Thanks to Stéphane Chazelas for important corrections and additions.

Answer 5

A typical situation where you cannot use [[ is in an autotools configure.ac script. There brackets have a special and different meaning, so you will have to use test instead of [ or [[ -- Note that test and [ are the same program.

Answer 6

[[ ]] double brackets are unsupported under certain versions of SunOS and totally unsupported inside function declarations by:

GNU Bash, version 2.02.0(1)-release (sparc-sun-solaris2.6)

Answer 7

From Which comparator, test, bracket, or double bracket, is fastest?:

The double bracket is a “compound command” where as test and the single bracket are shell built-ins (and in actuality are the same command). Thus, the single bracket and double bracket execute different code.

The test and single bracket are the most portable as they exist as separate and external commands.

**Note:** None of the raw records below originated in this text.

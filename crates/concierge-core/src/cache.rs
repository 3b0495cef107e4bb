use std::collections::{HashMap, HashSet, VecDeque};

use chrono::{DateTime, Duration, Utc};
use tracing::debug;

use crate::session::turn::Turn;

/// Entries older than this are treated as absent and purged on access.
pub const RETENTION_DAYS: i64 = 7;
/// Per-conversation cap; oldest entries are evicted first.
pub const MAX_ENTRIES: usize = 50;
/// Minimum Jaccard similarity for a match.
pub const MATCH_THRESHOLD: f64 = 0.6;

#[derive(Debug, Clone)]
struct CacheEntry {
    query: String,
    turn: Turn,
    stored_at: DateTime<Utc>,
}

/// Per-conversation store of (query, response) snapshots with
/// approximate-match retrieval, used to answer semantically similar
/// queries without network access.
#[derive(Default)]
pub struct SimilarityCache {
    entries: HashMap<String, VecDeque<CacheEntry>>,
}

impl SimilarityCache {
    pub fn new() -> Self {
        Self::default()
    }

    /// Store a snapshot of a successful assistant turn under its query.
    pub fn put(&mut self, key: &str, query: &str, turn: Turn) {
        self.put_at(key, query, turn, Utc::now());
    }

    fn put_at(&mut self, key: &str, query: &str, turn: Turn, now: DateTime<Utc>) {
        let bucket = self.entries.entry(key.to_string()).or_default();
        Self::purge_expired(bucket, now);
        bucket.push_back(CacheEntry {
            query: normalize(query),
            turn,
            stored_at: now,
        });
        // FIFO, not LRU: insertion order only.
        while bucket.len() > MAX_ENTRIES {
            bucket.pop_front();
        }
    }

    /// Best approximate match for `query`, or `None`. Absence is a valid
    /// return, not an error. Ties go to the first-stored entry.
    pub fn get(&mut self, key: &str, query: &str) -> Option<Turn> {
        self.get_at(key, query, Utc::now())
    }

    fn get_at(&mut self, key: &str, query: &str, now: DateTime<Utc>) -> Option<Turn> {
        let bucket = self.entries.get_mut(key)?;
        Self::purge_expired(bucket, now);

        let probe = tokens(query);
        let mut best: Option<(&CacheEntry, f64)> = None;
        for entry in bucket.iter() {
            let score = jaccard(&probe, &tokens(&entry.query));
            // Strict greater-than keeps the first entry at the max score.
            if score >= MATCH_THRESHOLD && best.map_or(true, |(_, b)| score > b) {
                best = Some((entry, score));
            }
        }
        if let Some((entry, score)) = best {
            debug!(key, score, "similarity cache hit");
            return Some(entry.turn.clone());
        }
        None
    }

    pub fn len(&self, key: &str) -> usize {
        self.entries.get(key).map_or(0, VecDeque::len)
    }

    pub fn is_empty(&self, key: &str) -> bool {
        self.len(key) == 0
    }

    fn purge_expired(bucket: &mut VecDeque<CacheEntry>, now: DateTime<Utc>) {
        let cutoff = now - Duration::days(RETENTION_DAYS);
        bucket.retain(|e| e.stored_at >= cutoff);
    }
}

fn normalize(query: &str) -> String {
    query.trim().to_lowercase()
}

/// Whitespace tokens of length > 2 from the normalized query.
fn tokens(query: &str) -> HashSet<String> {
    normalize(query)
        .split_whitespace()
        .filter(|t| t.len() > 2)
        .map(str::to_string)
        .collect()
}

fn jaccard(a: &HashSet<String>, b: &HashSet<String>) -> f64 {
    let intersection = a.intersection(b).count();
    let union = a.union(b).count();
    if union == 0 {
        return 0.0;
    }
    intersection as f64 / union as f64
}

However, if your using any remotely modern version of BASH, the double bracket is supported.

Answer 8

[[ ]] has more features - I suggest you take a look at the Advanced Bash Scripting Guide for more information, specifically the extended test command section in Chapter 7. Tests.

Incidentally, as the guide notes, [[ ]] was introduced in ksh88 (the 1988 version of KornShell).

Answer 9

If you are into following Google's style guide:

Test, [ … ], and [[ … ]]

[[ … ]] is preferred over [ … ], test and /usr/bin/[.

[[ … ]] reduces errors as no pathname expansion or word splitting takes place between [[ and ]]. In addition, [[ … ]] allows for regular expression matching, while [ … ] does not.

# This ensures the string on the left is made up of characters in
# the alnum character class followed by the string name.
# Note that the RHS should not be quoted here.
if [[ "filename" =~ ^[[:alnum:]]+name ]]; then
  echo "Match"
fi

# This matches the exact pattern "f*" (Does not match in this case)
if [[ "filename" == "f*" ]]; then
  echo "Match"
fi

# This gives a "too many arguments" error as f* is expanded to the
# contents of the current directory
if [ "filename" == f* ]; then
  echo "Match"
fi

For the gory details, see E14 at http://tiswww.case.edu/php/chet/bash/FAQ

Answer 10

[[ has fewer surprises and is generally safer to use. But it is not portable - POSIX doesn't specify what it does and only some shells support it (beside bash, I heard ksh supports it too). For example, you can do

[[ -e $b ]]

to test whether a file exists. But with [, you have to quote $b, because it splits the argument and expands things like "a*" (where [[ takes it literally). That has also to do with how [ can be an external program and receives its argument just normally like every other program (although it can also be a builtin, but then it still has not this special handling).

[[ also has some other nice features, like regular expression matching with =~ along with operators like they are known in C-like languages. Here is a good page about it: What is the difference between test, [ and [[ ? and Bash Tests

Answer 11

In a nutshell, [[ is better because it doesn't fork another process. No brackets or a single bracket is slower than a double bracket because it forks another process.